Singapore ranks in first place in terms of economic freedom, according to the Heritage Foundation. Although certain civil liberties remain restricted, the PAP has championed economic liberalisation and international trade. The country is also one of the least corrupt societies in the world, ranking third in Transparency International’s (TI) 2021 Corruption Perceptions Index. It is again the only Asian country ranked in the top 10. Singapore has tackled corruption decisively and garnered international recognition for its incorruptibility and clean public sector, according to TI.
The republic benefits from excellent infrastructure, reflecting high levels of investment supported by years of political stability and economic prosperity. It benefits from superb transport links, for example, and its nationwide fibre network provides Singapore’s citizens with among the fastest home internet speeds in the world.
Political Risk - No Change
The PAP won 83 out of 95 seats in the July 2020 election and will continue to dominate the political environment for the foreseeable future. The biggest opposition group, the Workers’ Party, had its best result to date but emerged with just 10 seats.
Although he initially promised he would step down from power before he turned 70 in February 2022, Prime Minister Lee Hsien Loong, son of Singapore’s founding statesman Lee Kuan Yew, has now pledged not to resign until the economic and health crisis is resolved.
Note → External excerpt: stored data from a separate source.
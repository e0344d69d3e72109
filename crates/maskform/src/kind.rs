#![forbid(unsafe_code)]

//! Field kinds and their built-in type properties.

use maskform_core::{AllowedChars, DEFAULT_PLACEHOLDER};
use maskform_validation::{FieldRule, NationalIdFormat};

/// The built-in field types.
///
/// Every kind except [`FieldKind::Custom`] comes with a display name, an input
/// class, an allowed character set, an optional mask and default length bounds.
#[derive(Debug, Clone, Copy, PartialEq, Eq, Hash)]
pub enum FieldKind {
    /// Free text: letters, digits and whitespace.
    PlainText,
    /// Letters and whitespace only.
    PlainTextLetters,
    /// E-mail address, checked with the minimal shape rule.
    Email,
    /// `##/##/####`.
    Date,
    /// Landline, `(##) ####-####`.
    Phone,
    /// Mobile, `(##) #####-####`, with the 8-digit layout as an alternate.
    Cellphone,
    /// 11-digit individual tax ID, `###.###.###-##`, check digits verified.
    NationalIdShort,
    /// 14-digit company tax ID, `##.###.###/####-##`, check digits verified.
    NationalIdLong,
    /// `#####-###`.
    PostalCode,
    /// Everything comes from the caller.
    Custom,
}

/// Keyboard class hint for the widget layer.
#[derive(Debug, Clone, Copy, PartialEq, Eq, Default)]
pub enum InputClass {
    #[default]
    Text,
    Email,
    Number,
}

impl FieldKind {
    /// Every kind, in declaration order.
    pub const ALL: [FieldKind; 10] = [
        Self::PlainText,
        Self::PlainTextLetters,
        Self::Email,
        Self::Date,
        Self::Phone,
        Self::Cellphone,
        Self::NationalIdShort,
        Self::NationalIdLong,
        Self::PostalCode,
        Self::Custom,
    ];

    /// Name used in error message parameters.
    pub const fn display_name(self) -> &'static str {
        match self {
            Self::PlainText | Self::PlainTextLetters | Self::Custom => "Field",
            Self::Email => "E-mail",
            Self::Date => "Date",
            Self::Phone => "Phone",
            Self::Cellphone => "Cellphone",
            Self::NationalIdShort => "Tax ID",
            Self::NationalIdLong => "Company tax ID",
            Self::PostalCode => "Postal code",
        }
    }

    pub const fn input_class(self) -> InputClass {
        match self {
            Self::PlainText | Self::PlainTextLetters | Self::Custom => InputClass::Text,
            Self::Email => InputClass::Email,
            _ => InputClass::Number,
        }
    }

    pub fn allowed_chars(self) -> AllowedChars {
        match self {
            Self::PlainText => AllowedChars::Alphanumeric,
            Self::PlainTextLetters => AllowedChars::Letters,
            Self::Email => AllowedChars::EmailSafe,
            Self::Custom => AllowedChars::Any,
            _ => AllowedChars::Digits,
        }
    }

    /// Built-in masks; the first one is the declared layout.
    pub const fn mask_patterns(self) -> &'static [&'static str] {
        match self {
            Self::Date => &["##/##/####"],
            Self::Phone => &["(##) ####-####"],
            Self::Cellphone => &["(##) #####-####", "(##) ####-####"],
            Self::NationalIdShort => &["###.###.###-##"],
            Self::NationalIdLong => &["##.###.###/####-##"],
            Self::PostalCode => &["#####-###"],
            _ => &[],
        }
    }

    pub const fn default_min_length(self) -> Option<usize> {
        match self {
            Self::Email => Some(6),
            Self::Date => Some(8),
            Self::Phone | Self::Cellphone | Self::NationalIdShort => Some(14),
            Self::NationalIdLong => Some(18),
            Self::PostalCode => Some(9),
            _ => None,
        }
    }

    pub const fn default_max_length(self) -> Option<usize> {
        match self {
            Self::Email => Some(255),
            Self::Date => Some(10),
            Self::Phone | Self::NationalIdShort => Some(14),
            Self::Cellphone => Some(15),
            Self::NationalIdLong => Some(18),
            Self::PostalCode => Some(9),
            _ => None,
        }
    }

    /// The check a non-blank value of this kind must pass.
    pub const fn type_rule(self) -> Option<FieldRule> {
        match self {
            Self::Email => Some(FieldRule::Email),
            Self::NationalIdShort => Some(FieldRule::NationalId(NationalIdFormat::Short)),
            Self::NationalIdLong => Some(FieldRule::NationalId(NationalIdFormat::Long)),
            _ => None,
        }
    }

    /// Whether the kind ships with a mask.
    pub const fn is_masked(self) -> bool {
        !self.mask_patterns().is_empty()
    }
}

/// Type-derived properties of a field, resolved once at declaration.
#[derive(Debug, Clone, PartialEq, Eq)]
pub struct TypeProperties {
    /// Name used in error message parameters.
    pub name: String,
    pub input_class: InputClass,
    pub allowed_chars: AllowedChars,
    /// Declared mask.
    pub mask_pattern: Option<String>,
    /// Other layouts sharing the declared mask's delimiters.
    pub alternate_patterns: Vec<String>,
    pub mask_placeholder: char,
    /// Distinct literal chars of every mask; filled in at build time.
    pub delimiters: Vec<char>,
}

impl TypeProperties {
    /// The built-in properties of `kind`.
    pub fn for_kind(kind: FieldKind) -> Self {
        let mut patterns = kind.mask_patterns().iter().map(|p| (*p).to_string());
        Self {
            name: kind.display_name().to_string(),
            input_class: kind.input_class(),
            allowed_chars: kind.allowed_chars(),
            mask_pattern: patterns.next(),
            alternate_patterns: patterns.collect(),
            mask_placeholder: DEFAULT_PLACEHOLDER,
            delimiters: Vec::new(),
        }
    }
}
//! MQTT over mutual TLS, backed by rumqttc.

use crate::session::{Connector, Link, Message, Qos, SessionConfig, SessionError, INBOUND_CAPACITY};
use crate::tls::client_config;
use rumqttc::{
    AsyncClient, ConnectReturnCode, ConnectionError, Event, EventLoop, Incoming, MqttOptions,
    Outgoing, QoS, TlsConfiguration, Transport,
};
use std::sync::atomic::{AtomicBool, Ordering};
use std::sync::Arc;
use std::time::Duration;
use tokio::sync::mpsc;
use tokio::task::JoinHandle;
use tracing::{debug, info, warn};

const KEEP_ALIVE: Duration = Duration::from_secs(30);
const MAX_PACKET_SIZE: usize = 256 * 1024;
const DISCONNECT_GRACE: Duration = Duration::from_secs(2);

impl Qos {
    pub fn to_rumqttc(self) -> QoS {
        match self {
            Qos::AtMostOnce => QoS::AtMostOnce,
            Qos::AtLeastOnce => QoS::AtLeastOnce,
        }
    }
}

/// Opens one rumqttc client per connect, authenticated with the configured identity.
#[derive(Debug, Clone, Copy, Default)]
pub struct MqttConnector;

impl Connector for MqttConnector {
    type Link = MqttLink;

    async fn connect(
        &self,
        config: &SessionConfig,
        client_id: &str,
        inbound: mpsc::Sender<Message>,
    ) -> Result<MqttLink, SessionError> {
        let tls = client_config(config.roots(), config.identity())?;

        let mut options = MqttOptions::new(client_id, config.endpoint(), config.port());
        options.set_keep_alive(KEEP_ALIVE);
        options.set_clean_session(true);
        options.set_max_packet_size(MAX_PACKET_SIZE, MAX_PACKET_SIZE);
        options.set_transport(Transport::tls_with_config(TlsConfiguration::Rustls(
            Arc::new(tls),
        )));

        let (client, mut eventloop) = AsyncClient::new(options, INBOUND_CAPACITY);
        await_connack(&mut eventloop).await?;
        info!(
            client_id,
            endpoint = config.endpoint(),
            port = config.port(),
            "mqtt connected"
        );

        let connected = Arc::new(AtomicBool::new(true));
        let driver = tokio::spawn(drive(eventloop, inbound, connected.clone()));
        Ok(MqttLink {
            client,
            driver,
            connected,
        })
    }
}

async fn await_connack(eventloop: &mut EventLoop) -> Result<(), SessionError> {
    loop {
        match eventloop.poll().await {
            Ok(Event::Incoming(Incoming::ConnAck(ack))) => {
                if ack.code != ConnectReturnCode::Success {
                    return Err(SessionError::Connection(format!(
                        "connection rejected: {:?}",
                        ack.code
                    )));
                }
                return Ok(());
            }
            Ok(_) => {}
            Err(ConnectionError::ConnectionRefused(code)) => {
                return Err(SessionError::Connection(format!(
                    "connection refused: {code:?}"
                )));
            }
            Err(err) => return Err(SessionError::Connection(err.to_string())),
        }
    }
}

/// Poll the event loop, forwarding publishes until the connection ends or
/// the session stops listening.
async fn drive(mut eventloop: EventLoop, inbound: mpsc::Sender<Message>, connected: Arc<AtomicBool>) {
    loop {
        match eventloop.poll().await {
            Ok(Event::Incoming(Incoming::Publish(publish))) => {
                let message = Message::new(publish.topic, publish.payload.to_vec());
                if inbound.send(message).await.is_err() {
                    debug!("session no longer listening; stopping mqtt driver");
                    break;
                }
            }
            Ok(Event::Incoming(Incoming::SubAck(ack))) => {
                debug!(pkid = ack.pkid, codes = ?ack.return_codes, "subscription acknowledged");
            }
            Ok(Event::Incoming(Incoming::Disconnect)) => {
                warn!("broker sent disconnect");
                break;
            }
            Ok(Event::Outgoing(Outgoing::Disconnect)) => {
                debug!("disconnect sent");
                break;
            }
            Ok(_) => {}
            Err(err) => {
                warn!(error = %err, "mqtt connection lost");
                break;
            }
        }
    }
    connected.store(false, Ordering::SeqCst);
}

pub struct MqttLink {
    client: AsyncClient,
    driver: JoinHandle<()>,
    connected: Arc<AtomicBool>,
}

impl Link for MqttLink {
    async fn subscribe(&self, topic: &str, qos: Qos) -> Result<(), SessionError> {
        self.client
            .subscribe(topic, qos.to_rumqttc())
            .await
            .map_err(|e| SessionError::Transport(e.to_string()))
    }

    async fn publish(&self, topic: &str, payload: Vec<u8>, qos: Qos) -> Result<(), SessionError> {
        self.client
            .publish(topic, qos.to_rumqttc(), false, payload)
            .await
            .map_err(|e| SessionError::Transport(e.to_string()))
    }

    fn is_connected(&self) -> bool {
        self.connected.load(Ordering::SeqCst) && !self.driver.is_finished()
    }

    async fn disconnect(mut self) {
        if self.is_connected() {
            if let Err(err) = self.client.disconnect().await {
                debug!(error = %err, "disconnect request not queued");
            }
            if tokio::time::timeout(DISCONNECT_GRACE, &mut self.driver)
                .await
                .is_err()
            {
                debug!("mqtt driver did not stop within grace period");
            }
        }
        self.connected.store(false, Ordering::SeqCst);
    }
}

impl Drop for MqttLink {
    fn drop(&mut self) {
        self.driver.abort();
    }
}
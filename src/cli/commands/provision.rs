//! Provision command - runs the claim -> permanent identity flow once.

use crate::cancel::{CancelSource, CancelToken};
use crate::cli::args::ProvisionArgs;
use crate::config::Config;
use crate::mqtt::MqttConnector;
use crate::ops::telemetry;
use crate::provisioning::{ConsoleNotices, Provisioner};
use anyhow::{Context, Result};
use tokio::signal::unix::{signal, SignalKind};
use tracing::{info, warn};

pub async fn run_provision(args: ProvisionArgs) -> Result<()> {
    let config = Config::load_with_overrides(args.config.as_deref())?;
    let log_level = args
        .log_level
        .as_deref()
        .unwrap_or(&config.telemetry.log_level);
    telemetry::init_tracing(
        Some(log_level),
        args.log_format.unwrap_or(config.telemetry.log_format),
    )?;
    config.validate()?;

    let source = CancelSource::new();
    let token = source.token();
    tokio::spawn(async move {
        match shutdown_signal().await {
            Ok(sig) => {
                warn!("received {sig}, cancelling provisioning");
                source.cancel();
            }
            Err(err) => warn!(error = %err, "signal handlers unavailable"),
        }
    });

    provision(config, token).await
}

async fn provision(config: Config, cancel: CancelToken) -> Result<()> {
    let provisioner = Provisioner::new(config.settings, MqttConnector, ConsoleNotices);
    let result = provisioner
        .run(cancel, |completion| {
            println!("{}", completion.payload_str());
            println!("provisioned thing '{}'", completion.thing_name);
        })
        .await;

    match result {
        Ok(completion) => {
            info!(
                thing_name = %completion.thing_name,
                certificate = %completion.certificate.display(),
                "provisioning finished"
            );
            Ok(())
        }
        Err(err) if err.is_benign() => {
            println!("bootstrap certificate not present; device may already be provisioned");
            info!(error = %err, "skipping provisioning");
            Ok(())
        }
        Err(err) => Err(err).context("provisioning failed"),
    }
}

async fn shutdown_signal() -> std::io::Result<&'static str> {
    let mut sigint = signal(SignalKind::interrupt())?;
    let mut sigterm = signal(SignalKind::terminate())?;

    Ok(tokio::select! {
        _ = sigint.recv() => "SIGINT",
        _ = sigterm.recv() => "SIGTERM",
    })
}
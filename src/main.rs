//! fleetprov - CLI entrypoint.
//!
//! Usage:
//!   fleetprov provision --config config/provisioning.toml
//!   fleetprov identity --dir /certs --cert bootstrap-certificate.pem.crt --key bootstrap-private.pem.key

use anyhow::Result;
use clap::Parser;
use fleetprov::cli::commands::{run_identity, run_provision};
use fleetprov::cli::{Cli, Commands};

#[tokio::main]
async fn main() -> Result<()> {
    let cli = Cli::parse();

    match cli.command {
        Commands::Provision(args) => run_provision(args).await,
        Commands::Identity(args) => run_identity(args),
    }
}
In April 2021, Deputy Prime Minister Heng Swee Keat unexpectedly announced he would step aside as Lee Hsien Loong’s designated successor. No significant policy changes are expected whoever succeeds the current prime minister.
Economic Risk – No Change
The central bank unexpectedly tightened monetary policy in October. The Monetary Authority of Singapore (MAS) raised the slope of its currency band “slightly” from the previous 0 per cent rate of appreciation per annum. That means the Singapore dollar is allowed to appreciate against a basket of currencies within an undisclosed band. The MAS manages monetary policy by setting the exchange rate, rather than through interest rates.
The tightening followed news that the economy grew by an annual rate of 6.5 per cent in the third quarter. However, a spike in infection rates in September prompted the introduction of further restrictions on movements that could prompt a slowdown in the remainder of the year. The MAS’s move reflects its concerns about inflation, with Singapore highly exposed to rising international prices for energy and other goods. However, the economy is on course to record strong growth of 6 per cent plus this year, with growth in the range of 3 to 4 per cent forecast for 2022.
Commercial Risk – No Change
Singapore remains one of the best countries in the world to conduct business. Corporate default probability remains very low on average, and the banking system is strong. The two main banks, UOB and OCBC, are likely to see a moderate increase in non-performing loans over the rest of 2021 and 2022, particularly in foreign operations, but their overall health is robust, with ample reserves and improved earnings this year.